| WORK ITEM |
Please look for the string "bool" below and report every line in which it occurs.

▼

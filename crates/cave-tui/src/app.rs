//! Application state and main UI controller

use crossterm::event::{Event, KeyCode, KeyEvent, KeyEventKind};
use ratatui::Frame;
use ratatui::layout::{Alignment, Constraint, Direction, Layout, Rect};
use ratatui::style::{Style, Stylize};
use ratatui::text::Line;
use ratatui::widgets::{Block, Borders, Clear, Paragraph};
use strum::{Display, EnumIter, IntoEnumIterator};

use cave_core::action::{ChoiceProvider, Command};
use cave_core::dungeon::MapDescription;
use cave_core::world::GameConfig;
use cave_core::{GameLoop, GameLoopResult, GameState, INTRO};

use crate::choice::ChoicePopup;
use crate::input::key_to_command;
use crate::theme::Theme;
use crate::widgets::{BoardWidget, ChoiceWidget, InventoryWidget, MessagesWidget, StatusWidget};
use crate::{BANNER, WELCOME};

/// Title screen menu
#[derive(Debug, Clone, Copy, PartialEq, Eq, Display, EnumIter)]
pub enum TitleOption {
    Play,
    Exit,
}

/// Menu shown when a round ends
#[derive(Debug, Clone, Copy, PartialEq, Eq, Display, EnumIter)]
pub enum ReplayOption {
    #[strum(to_string = "Play again")]
    PlayAgain,
    Quit,
}

/// UI mode - what the app is currently displaying/waiting for
#[derive(Debug, Clone, PartialEq, Eq)]
pub enum UiMode {
    /// Banner and Play / Exit menu
    Title(ChoicePopup),
    /// Normal gameplay
    Playing,
    /// Inventory overlay (read-only)
    Inventory,
    /// Key help overlay
    Help,
    /// Round finished; Play again / Quit menu
    RoundOver {
        result: GameLoopResult,
        menu: ChoicePopup,
    },
}

impl UiMode {
    fn title() -> Self {
        UiMode::Title(ChoicePopup::with_options("Main menu", TitleOption::iter()))
    }
}

/// Application state
pub struct App {
    /// Game loop controller for the current round
    game_loop: GameLoop,

    /// Settings each round is built from
    config: GameConfig,

    /// Map each round starts on
    map: MapDescription,

    /// Current UI mode
    mode: UiMode,

    /// Should quit
    should_quit: bool,

    /// Rounds started so far
    rounds: u32,

    /// Color theme
    theme: Theme,
}

impl App {
    /// Create the application on the title screen
    pub fn new(config: GameConfig, map: MapDescription, theme: Theme) -> Self {
        Self {
            game_loop: GameLoop::new(GameState::new(&map, &config)),
            config,
            map,
            mode: UiMode::title(),
            should_quit: false,
            rounds: 0,
            theme,
        }
    }

    /// Get game state
    pub fn state(&self) -> &GameState {
        self.game_loop.state()
    }

    pub fn mode(&self) -> &UiMode {
        &self.mode
    }

    pub fn theme(&self) -> Theme {
        self.theme
    }

    /// Check if app should quit
    pub fn should_quit(&self) -> bool {
        self.should_quit
    }

    pub fn rounds(&self) -> u32 {
        self.rounds
    }

    /// Start a fresh round: rebuild the board, reset steps and inventory
    pub fn start_round(&mut self) {
        let mut state = GameState::new(&self.map, &self.config);
        for line in INTRO {
            state.message(line);
        }
        self.game_loop = GameLoop::new(state);
        self.rounds += 1;
        self.mode = UiMode::Playing;
        log::info!("starting round {}", self.rounds);
    }

    /// Handle input event - returns a command if one should be executed
    pub fn handle_event(&mut self, event: Event) -> Option<Command> {
        let Event::Key(key) = event else {
            return None;
        };
        if key.kind == KeyEventKind::Release {
            return None;
        }

        match &self.mode {
            UiMode::Title(_) => {
                self.handle_title_input(key);
                None
            }
            UiMode::Playing => self.handle_playing_input(key),
            UiMode::Inventory => {
                self.mode = UiMode::Playing;
                None
            }
            UiMode::Help => {
                self.handle_help_input(key);
                None
            }
            UiMode::RoundOver { .. } => {
                self.handle_round_over_input(key);
                None
            }
        }
    }

    fn handle_title_input(&mut self, key: KeyEvent) {
        let UiMode::Title(menu) = &mut self.mode else {
            return;
        };
        match menu.handle_key(key).and_then(|i| TitleOption::iter().nth(i)) {
            Some(TitleOption::Play) => self.start_round(),
            Some(TitleOption::Exit) => self.should_quit = true,
            None => {}
        }
    }

    fn handle_playing_input(&mut self, key: KeyEvent) -> Option<Command> {
        if key.code == KeyCode::Char('?') {
            self.mode = UiMode::Help;
            return None;
        }
        key_to_command(key)
    }

    fn handle_help_input(&mut self, key: KeyEvent) {
        match key.code {
            KeyCode::Esc | KeyCode::Char(' ') | KeyCode::Char('?') | KeyCode::Enter => {
                self.mode = UiMode::Playing;
            }
            _ => {}
        }
    }

    fn handle_round_over_input(&mut self, key: KeyEvent) {
        let UiMode::RoundOver { menu, .. } = &mut self.mode else {
            return;
        };
        match menu.handle_key(key).and_then(|i| ReplayOption::iter().nth(i)) {
            Some(ReplayOption::PlayAgain) => self.start_round(),
            Some(ReplayOption::Quit) => self.should_quit = true,
            None => {}
        }
    }

    /// Execute a command and update the UI mode
    pub fn execute(&mut self, command: Command, chooser: &mut dyn ChoiceProvider) -> GameLoopResult {
        let result = self.game_loop.tick(command, chooser);

        if result.is_over() {
            let headline = round_headline(&result);
            self.mode = UiMode::RoundOver {
                result: result.clone(),
                menu: ChoicePopup::with_options(&headline, ReplayOption::iter()),
            };
        } else if command == Command::Inventory {
            self.mode = UiMode::Inventory;
        }

        result
    }

    /// Render the UI
    pub fn render(&self, frame: &mut Frame) {
        if let UiMode::Title(menu) = &self.mode {
            self.render_title(frame, menu);
            return;
        }

        self.render_game(frame);

        match &self.mode {
            UiMode::Title(_) | UiMode::Playing => {}
            UiMode::Inventory => self.render_inventory(frame),
            UiMode::Help => self.render_help(frame),
            UiMode::RoundOver { result, menu } => self.render_round_over(frame, result, menu),
        }
    }

    /// Board at top, then status, messages and the key help footer
    fn render_game(&self, frame: &mut Frame) {
        let state = self.game_loop.state();
        let (board_width, board_height) = BoardWidget::size(&state.board);

        let chunks = Layout::default()
            .direction(Direction::Vertical)
            .constraints([
                Constraint::Length(board_height), // Board + border
                Constraint::Length(1),            // Status line
                Constraint::Min(3),               // Messages
                Constraint::Length(2),            // Key help
            ])
            .split(frame.area());

        let board_area = Rect {
            width: board_width.min(chunks[0].width),
            ..chunks[0]
        };
        frame.render_widget(BoardWidget::new(&state.board, &self.theme), board_area);
        frame.render_widget(StatusWidget::new(state, &self.theme), chunks[1]);
        frame.render_widget(MessagesWidget::new(state.messages(), &self.theme), chunks[2]);

        let footer = Paragraph::new(vec![
            Line::from("Move: W A S D / arrows   Inspect: E   Inventory: I"),
            Line::from("Help: ?   Quit: Q / Esc"),
        ])
        .style(Style::default().fg(self.theme.text_dim));
        frame.render_widget(footer, chunks[3]);
    }

    fn render_title(&self, frame: &mut Frame, menu: &ChoicePopup) {
        let area = frame.area();
        let chunks = Layout::default()
            .direction(Direction::Vertical)
            .constraints([Constraint::Length(8), Constraint::Min(6)])
            .split(area);

        let mut lines: Vec<Line> = vec![Line::from("")];
        lines.extend(BANNER.iter().map(|row| Line::from(*row)));
        lines.push(Line::from(""));
        lines.push(Line::from(WELCOME.bold().fg(self.theme.accent)));

        let banner = Paragraph::new(lines)
            .alignment(Alignment::Center)
            .style(Style::default().fg(self.theme.text));
        frame.render_widget(banner, chunks[0]);
        frame.render_widget(ChoiceWidget::new(menu, &self.theme), chunks[1]);
    }

    fn render_inventory(&self, frame: &mut Frame) {
        let area = centered_rect(50, 50, frame.area());
        frame.render_widget(Clear, area);
        let inventory = self.game_loop.state().player.inventory();
        frame.render_widget(InventoryWidget::new(inventory, &self.theme), area);
    }

    fn render_help(&self, frame: &mut Frame) {
        let area = centered_rect(70, 80, frame.area());
        frame.render_widget(Clear, area);

        let help_text = r#"Reach the exit (E) before you run out of steps.
Falling into a hole (@) ends the round.

Movement:
  W / Up      A / Left     S / Down     D / Right

Actions:
  E    Inspect the space you are standing on
  I    Show inventory (holds two items)
  Q    Give up the round (Esc also works)

Items:
  P    Pickaxe: take it, then use it to mine rocks
  ^    Rocks: carry them to fill a hole and cross it

Press ESC or SPACE to close"#;

        let block = Block::default()
            .title(" Help ")
            .borders(Borders::ALL)
            .border_style(Style::default().fg(self.theme.border_accent));

        let paragraph = Paragraph::new(help_text)
            .block(block)
            .style(Style::default().fg(self.theme.text));

        frame.render_widget(paragraph, area);
    }

    fn render_round_over(&self, frame: &mut Frame, result: &GameLoopResult, menu: &ChoicePopup) {
        let area = centered_rect(60, 40, frame.area());
        frame.render_widget(Clear, area);

        let color = match result {
            GameLoopResult::PlayerWon => self.theme.good,
            _ => self.theme.border_danger,
        };
        let block = Block::default()
            .title(" Round over ")
            .borders(Borders::ALL)
            .border_style(Style::default().fg(color));
        let inner = block.inner(area);
        frame.render_widget(block, area);
        frame.render_widget(ChoiceWidget::new(menu, &self.theme), inner);
    }
}

/// Text shown above the replay menu
fn round_headline(result: &GameLoopResult) -> String {
    match result {
        GameLoopResult::PlayerWon => "You win!".to_string(),
        GameLoopResult::PlayerLost(reason) => format!("Game over: {}", reason),
        GameLoopResult::PlayerQuit | GameLoopResult::Continue => "Game over.".to_string(),
    }
}

/// Helper function to create a centered rect
fn centered_rect(percent_x: u16, percent_y: u16, r: Rect) -> Rect {
    let popup_layout = Layout::default()
        .direction(Direction::Vertical)
        .constraints([
            Constraint::Percentage((100 - percent_y) / 2),
            Constraint::Percentage(percent_y),
            Constraint::Percentage((100 - percent_y) / 2),
        ])
        .split(r);

    Layout::default()
        .direction(Direction::Horizontal)
        .constraints([
            Constraint::Percentage((100 - percent_x) / 2),
            Constraint::Percentage(percent_x),
            Constraint::Percentage((100 - percent_x) / 2),
        ])
        .split(popup_layout[1])[1]
}

#[cfg(test)]
mod tests {
    use super::*;
    use cave_core::action::FixedChoice;
    use cave_core::player::PlayerState;
    use crossterm::event::KeyModifiers;

    fn press(code: KeyCode) -> Event {
        Event::Key(KeyEvent::new(code, KeyModifiers::NONE))
    }

    fn app() -> App {
        App::new(GameConfig::default(), MapDescription::default(), Theme::dark())
    }

    fn playing_app() -> App {
        let mut app = app();
        assert_eq!(app.handle_event(press(KeyCode::Enter)), None);
        app
    }

    #[test]
    fn test_starts_on_title() {
        let app = app();
        assert!(matches!(app.mode(), UiMode::Title(_)));
        assert_eq!(app.rounds(), 0);
    }

    #[test]
    fn test_title_play_starts_round_with_intro() {
        let app = playing_app();
        assert_eq!(app.mode(), &UiMode::Playing);
        assert_eq!(app.rounds(), 1);
        assert_eq!(app.state().messages(), &INTRO.map(String::from));
        assert_eq!(app.state().player.state(), PlayerState::Playing);
    }

    #[test]
    fn test_title_exit_quits() {
        let mut app = app();
        app.handle_event(press(KeyCode::Char('2')));
        assert!(app.should_quit());
    }

    #[test]
    fn test_keys_become_commands() {
        let mut app = playing_app();
        assert_eq!(
            app.handle_event(press(KeyCode::Char('s'))),
            Some(Command::Move(cave_core::action::Direction::Down))
        );
        assert_eq!(app.handle_event(press(KeyCode::Char('z'))), None);
    }

    #[test]
    fn test_help_toggles() {
        let mut app = playing_app();
        assert_eq!(app.handle_event(press(KeyCode::Char('?'))), None);
        assert_eq!(app.mode(), &UiMode::Help);
        app.handle_event(press(KeyCode::Char('x')));
        assert_eq!(app.mode(), &UiMode::Help);
        app.handle_event(press(KeyCode::Esc));
        assert_eq!(app.mode(), &UiMode::Playing);
    }

    #[test]
    fn test_inventory_overlay_closes_on_any_key() {
        let mut app = playing_app();
        app.execute(Command::Inventory, &mut FixedChoice(1));
        assert_eq!(app.mode(), &UiMode::Inventory);
        assert_eq!(app.state().messages(), &["Inventory is empty.".to_string()]);
        app.handle_event(press(KeyCode::Char('k')));
        assert_eq!(app.mode(), &UiMode::Playing);
    }

    #[test]
    fn test_falling_ends_round_then_play_again() {
        let mut app = playing_app();
        let result = app.execute(Command::Move(cave_core::action::Direction::Right), &mut FixedChoice(1));
        assert_eq!(result, GameLoopResult::PlayerLost("fell in a hole".to_string()));
        let UiMode::RoundOver { menu, .. } = app.mode() else {
            panic!("expected round over, got {:?}", app.mode());
        };
        assert_eq!(menu.prompt(), "Game over: fell in a hole");
        assert_eq!(menu.options(), &["Play again".to_string(), "Quit".to_string()]);

        app.handle_event(press(KeyCode::Char('1')));
        assert_eq!(app.mode(), &UiMode::Playing);
        assert_eq!(app.rounds(), 2);
        assert_eq!(app.state().steps_left(), 22);
        assert_eq!(app.state().player.state(), PlayerState::Playing);
    }

    #[test]
    fn test_quit_then_leave() {
        let mut app = playing_app();
        let command = app.handle_event(press(KeyCode::Char('q')));
        assert_eq!(command, Some(Command::Quit));
        let result = app.execute(Command::Quit, &mut FixedChoice(0));
        assert_eq!(result, GameLoopResult::PlayerQuit);
        app.handle_event(press(KeyCode::Esc));
        assert!(app.should_quit());
    }

    #[test]
    fn test_round_headline() {
        assert_eq!(round_headline(&GameLoopResult::PlayerWon), "You win!");
        assert_eq!(round_headline(&GameLoopResult::PlayerQuit), "Game over.");
        assert_eq!(
            round_headline(&GameLoopResult::PlayerLost("ran out of steps".to_string())),
            "Game over: ran out of steps"
        );
    }
}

▲

| ANSWER FOR THIS EXERCISE |
    should_quit: bool,
    pub fn should_quit(&self) -> bool {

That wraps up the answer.